Ser optimista o pesimista es algo difícil de elegir. Las más recientes investigaciones confirman que un porcentaje elevado de nuestro optimismo o pesimismo viene de serie en el pack genético. Pero no hay por qué resignarse. Lo cierto es que para la persona con tendencia natural hacia la negatividad y el pesimismo saber cómo funciona su cerebro «de serie» es aún más importante que para el optimista moderado. Y esto es así porque el pesimista natural necesitará, para incrementar su bienestar,  aprender a cambiar sus circuitos cerebrales. De otra manera su inconsciente siempre estará gastándole malas jugadas. ¿Y cómo lo hará? Otro día me ocuparé de este asunto.    Lo que hoy nos ocupa es este interesante artículo que he encontrado navegando por el ciberespacio. Os invito a que lo leáis. 

OPTIMISTAS Y PESIMISTAS: UNA TÉCNICA PARA PENSAR

Ante la misma situación optimistas y  pesimistas actúan distinto. Los pesimistas eligen el aspecto negativo, los optimistas el positivo. En una crisis los pesimistas ven la amenaza y los optimistas la oportunidad. Si la botella está por la mitad unos opinan que está medio llena, los otros que está medio vacía.

Optimistas y pesimistas: ¿que conviene ser? Henry Ford dijo “Siempre tenemos razón, cuando pensamos que nos irá bien o mal”. Pensar en una dirección aumenta su viabilidad, el que cree en algo lo hace más posible. Es que la mente posee una capacidad auto sugestiva que transforma en acto lo que decide  aceptar. A veces  optimistas y pesimistas se equivocan. El iluso, por ejemplo, construye castillos en el aire. El optimista, en cambio, tiene los ojos en el cielo pero los pies en la tierra.

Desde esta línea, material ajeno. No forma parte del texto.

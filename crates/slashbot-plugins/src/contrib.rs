//! Contribution types plugins register through the context.

use std::sync::Arc;

use async_trait::async_trait;
use serde::{Deserialize, Serialize};
use serde_json::Value;

use slashbot_core::{OpCtx, ToolResult};

/// Executes a tool.
#[async_trait]
pub trait ToolExecutor: Send + Sync {
    /// Run the tool with the given arguments.
    async fn execute(&self, args: Value, ctx: &OpCtx) -> ToolResult;
}

/// A tool contributed to the kernel.
#[derive(Clone)]
pub struct ToolDefinition {
    /// Tool id, unique across the host.
    pub id: String,
    /// Plugin that contributed the tool.
    pub plugin_id: String,
    /// Short title for user surfaces.
    pub title: Option<String>,
    /// Description offered to the model.
    pub description: String,
    /// JSON Schema for the tool's arguments.
    pub parameters: Value,
    /// The implementation.
    pub executor: Arc<dyn ToolExecutor>,
}

impl std::fmt::Debug for ToolDefinition {
    fn fmt(&self, f: &mut std::fmt::Formatter<'_>) -> std::fmt::Result {
        f.debug_struct("ToolDefinition")
            .field("id", &self.id)
            .field("plugin_id", &self.plugin_id)
            .finish()
    }
}

/// Executes a command.
#[async_trait]
pub trait CommandExecutor: Send + Sync {
    /// Run the command, returning its exit code.
    async fn execute(&self, args: Vec<String>, ctx: &OpCtx) -> i32;
}

/// A slash command contributed to the kernel.
#[derive(Clone)]
pub struct CommandDefinition {
    /// Command id, unique across the host.
    pub id: String,
    /// Plugin that contributed the command.
    pub plugin_id: String,
    /// Description for help surfaces.
    pub description: String,
    /// Subcommand names, when the command has any.
    pub subcommands: Vec<String>,
    /// The implementation.
    pub executor: Arc<dyn CommandExecutor>,
}

impl std::fmt::Debug for CommandDefinition {
    fn fmt(&self, f: &mut std::fmt::Formatter<'_>) -> std::fmt::Result {
        f.debug_struct("CommandDefinition")
            .field("id", &self.id)
            .field("plugin_id", &self.plugin_id)
            .finish()
    }
}

/// Error returned by gateway methods and HTTP routes.
#[derive(Debug, Clone, Serialize, Deserialize)]
#[serde(rename_all = "camelCase")]
pub struct GatewayError {
    /// Stable error code.
    pub code: String,
    /// Human-readable message.
    pub message: String,
}

impl GatewayError {
    /// Create an error.
    pub fn new(code: impl Into<String>, message: impl Into<String>) -> Self {
        Self {
            code: code.into(),
            message: message.into(),
        }
    }
}

impl std::fmt::Display for GatewayError {
    fn fmt(&self, f: &mut std::fmt::Formatter<'_>) -> std::fmt::Result {
        write!(f, "[{}] {}", self.code, self.message)
    }
}

/// Handles one gateway RPC method.
#[async_trait]
pub trait GatewayMethodHandler: Send + Sync {
    /// Run the method.
    async fn call(&self, params: Value) -> Result<Value, GatewayError>;
}

/// A gateway RPC method contributed to the kernel.
#[derive(Clone)]
pub struct GatewayMethodDef {
    /// Method name, e.g. `sessions.list`.
    pub name: String,
    /// Plugin that contributed the method.
    pub plugin_id: String,
    /// The implementation. Runs in-process with full access to whatever
    /// services the plugin closure captured.
    pub handler: Arc<dyn GatewayMethodHandler>,
}

impl std::fmt::Debug for GatewayMethodDef {
    fn fmt(&self, f: &mut std::fmt::Formatter<'_>) -> std::fmt::Result {
        f.debug_struct("GatewayMethodDef")
            .field("name", &self.name)
            .field("plugin_id", &self.plugin_id)
            .finish()
    }
}

/// An extra HTTP route contributed to the gateway. JSON in, JSON out.
#[derive(Clone)]
pub struct HttpRouteDef {
    /// HTTP method, uppercase.
    pub method: String,
    /// Path, e.g. `/telegram/webhook`.
    pub path: String,
    /// Plugin that contributed the route.
    pub plugin_id: String,
    /// Whether the route requires the gateway bearer token (default true).
    pub requires_auth: bool,
    /// The implementation; receives the request body as JSON.
    pub handler: Arc<dyn GatewayMethodHandler>,
}

impl std::fmt::Debug for HttpRouteDef {
    fn fmt(&self, f: &mut std::fmt::Formatter<'_>) -> std::fmt::Result {
        f.debug_struct("HttpRouteDef")
            .field("method", &self.method)
            .field("path", &self.path)
            .field("plugin_id", &self.plugin_id)
            .field("requires_auth", &self.requires_auth)
            .finish()
    }
}

/// A status indicator contributed to the kernel.
#[derive(Debug, Clone)]
pub struct StatusIndicatorDef {
    /// Indicator id.
    pub id: String,
    /// Plugin that contributed the indicator.
    pub plugin_id: String,
    /// Label for user surfaces.
    pub label: String,
    /// Display ordering (lower first, default 100).
    pub priority: i32,
    /// Initial status value.
    pub initial: Value,
}
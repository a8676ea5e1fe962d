//! The Slashbot daemon.
//!
//! Startup order: config → logging → kernel → built-in providers →
//! credential store and auth router services → plugins → declarative
//! hooks → `startup` hook → gateway. Shutdown reverses it: `shutdown`
//! hook, plugin deactivation, gateway stop.

use std::collections::HashMap;
use std::path::PathBuf;
use std::sync::Arc;

use anyhow::Context;
use clap::Parser;
use tokio_util::sync::CancellationToken;
use tracing::{info, warn};

use slashbot_auth::{AuthRouter, CredentialStore};
use slashbot_core::{HookEvent, SlashbotHome};
use slashbot_gateway::Gateway;
use slashbot_hooks::{register_config_hooks, register_filesystem_hooks};
use slashbot_kernel::Kernel;
use slashbot_llm::register_builtin_providers;
use slashbot_plugins::discover_manifest_plugins;

mod builtin;

#[derive(Debug, Parser)]
#[command(name = "slashbot", about = "Local-first plugin-extensible assistant host")]
struct Args {
    /// Workspace root (defaults to the current directory).
    #[arg(long, env = "SLASHBOT_WORKSPACE")]
    workspace: Option<PathBuf>,

    /// Override the home directory (defaults to ~/.slashbot).
    #[arg(long, env = "SLASHBOT_HOME")]
    home: Option<PathBuf>,
}

#[tokio::main]
async fn main() -> anyhow::Result<()> {
    let args = Args::parse();

    let home = match &args.home {
        Some(path) => SlashbotHome::at(path),
        None => SlashbotHome::resolve().context("cannot resolve home directory")?,
    };
    home.ensure().context("cannot create home directory")?;

    let workspace_root = match &args.workspace {
        Some(path) => path.clone(),
        None => std::env::current_dir().context("cannot resolve current directory")?,
    };

    let config = slashbot_config::load(&home, Some(&workspace_root))?;

    init_logging(config.logging.level);
    info!(
        home = %home.root().display(),
        workspace = %workspace_root.display(),
        "Starting slashbot"
    );

    let kernel = Kernel::new(home.clone(), config.clone());

    register_builtin_providers(kernel.providers())
        .context("built-in provider registration failed")?;

    let store = Arc::new(
        CredentialStore::new(home.clone()).with_workspace_overlay(&workspace_root),
    );
    let router = Arc::new(AuthRouter::new(
        Arc::clone(&store),
        Arc::clone(kernel.providers()),
        config.providers.clone(),
    ));
    kernel.services().register("auth.store", "host", store)?;
    kernel.services().register("auth.router", "host", router)?;

    let mut discovered = builtin::bundled_plugins(&kernel);
    discovered.extend(discover_manifest_plugins(
        &config.plugins.paths,
        &HashMap::new(),
    )?);
    kernel.load_plugins(discovered).await?;

    let config_hooks = register_config_hooks(kernel.dispatcher(), &config.hooks);
    let fs_hooks = register_filesystem_hooks(kernel.dispatcher(), &workspace_root);
    info!(config_hooks, fs_hooks, "Declarative hooks registered");

    let startup = kernel.dispatch_kernel_event(HookEvent::Startup).await;
    if !startup.failures.is_empty() {
        warn!(failures = startup.failures.len(), "Startup hooks reported failures");
    }

    let cancel = CancellationToken::new();
    let (addr, gateway) = Gateway::new(Arc::clone(&kernel))
        .bind(cancel.clone())
        .await
        .context("cannot bind gateway")?;
    info!(%addr, "Gateway up");

    tokio::signal::ctrl_c().await.context("signal handler failed")?;
    info!("Shutting down");

    kernel.dispatch_kernel_event(HookEvent::Shutdown).await;
    kernel.deactivate_plugins().await;
    cancel.cancel();
    if let Err(e) = gateway.await {
        warn!(error = %e, "Gateway task ended abnormally");
    }
    Ok(())
}

fn init_logging(level: slashbot_config::LogLevel) {
    use tracing_subscriber::EnvFilter;
    let filter = EnvFilter::try_from_default_env()
        .unwrap_or_else(|_| EnvFilter::new(level.to_string()));
    tracing_subscriber::fmt().with_env_filter(filter).init();
}
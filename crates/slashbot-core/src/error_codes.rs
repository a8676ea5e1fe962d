//! Stable error codes shared across the host.
//!
//! These strings are part of the wire contract (tool results, gateway
//! responses) and must not change between releases.

/// No tool registered under the requested id.
pub const TOOL_NOT_FOUND: &str = "TOOL_NOT_FOUND";
/// A tool's `execute` returned an error or panicked.
pub const TOOL_EXECUTE_ERROR: &str = "TOOL_EXECUTE_ERROR";
/// A registry already holds an entry with this id.
pub const ALREADY_REGISTERED: &str = "ALREADY_REGISTERED";
/// No provider is pinned or configured as active.
pub const NO_PROVIDER_CONFIGURED: &str = "NO_PROVIDER_CONFIGURED";
/// Every profile for the selected provider has failed this session.
pub const NO_USABLE_PROFILE: &str = "NO_USABLE_PROFILE";
/// All overflow-recovery strategies were exhausted.
pub const OVERFLOW_RECOVERY_EXHAUSTED: &str = "OVERFLOW_RECOVERY_EXHAUSTED";
/// The gateway method registry has no handler for the requested method.
pub const UNKNOWN_METHOD: &str = "UNKNOWN_METHOD";
/// A credential-store lock could not be acquired before the deadline.
pub const LOCK_TIMEOUT: &str = "LOCK_TIMEOUT";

En los cursos de entrenamiento intelectual se educa la mente para aprovechar las actitudes primarias combinando el  role playing (ponerse en el lugar del otro) con los sombreros para pensar. El “Yo” queda protegido porque remiten al papel interpretado. El ego sale de vacaciones sin reprimir al pensador. Es una técnica que dirige la atención hacia zonas no visitadas modificando la dinámica del cerebro en el pasaje de la intención a la acción.

Optimistas y pesimistas: la importancia del método.

El sombrero blanco. El actor  busca los hechos objetivos y se pregunta: ¿qué tengo?, ¿lo puedo verificar?. No busca encajar los datos, asume la neutralidad.

El sombrero rojo. Se legitima la expresión de la emoción sin tener que justificarla: me huele mal ¿no me pregunten por qué? Aflora la intuición sin ocultar el sentimiento.

El  sombrero negro. El interprete es pesimista. Actúa como el abogado del diablo. Critica  lo que está mal sin temor a destruir, porque esa es su función.

El sombrero amarillo. Es el sombrero del optimismo. En oposición al negro, busca el lado positivo para lograr que  las cosas ocurran. Aplica mejor las viejas ideas, es constructivo.

El sombrero verde.  Es la esperanza, la prima hermana del optimismo, busca promover la novedad generando el movimiento.

El sombrero azul.  Coordina, dirige, afina y escucha valorando los aportes que sintetiza en función de la  prioridad. Define la agenda: ¿cómo encaja esto en la estrategia global?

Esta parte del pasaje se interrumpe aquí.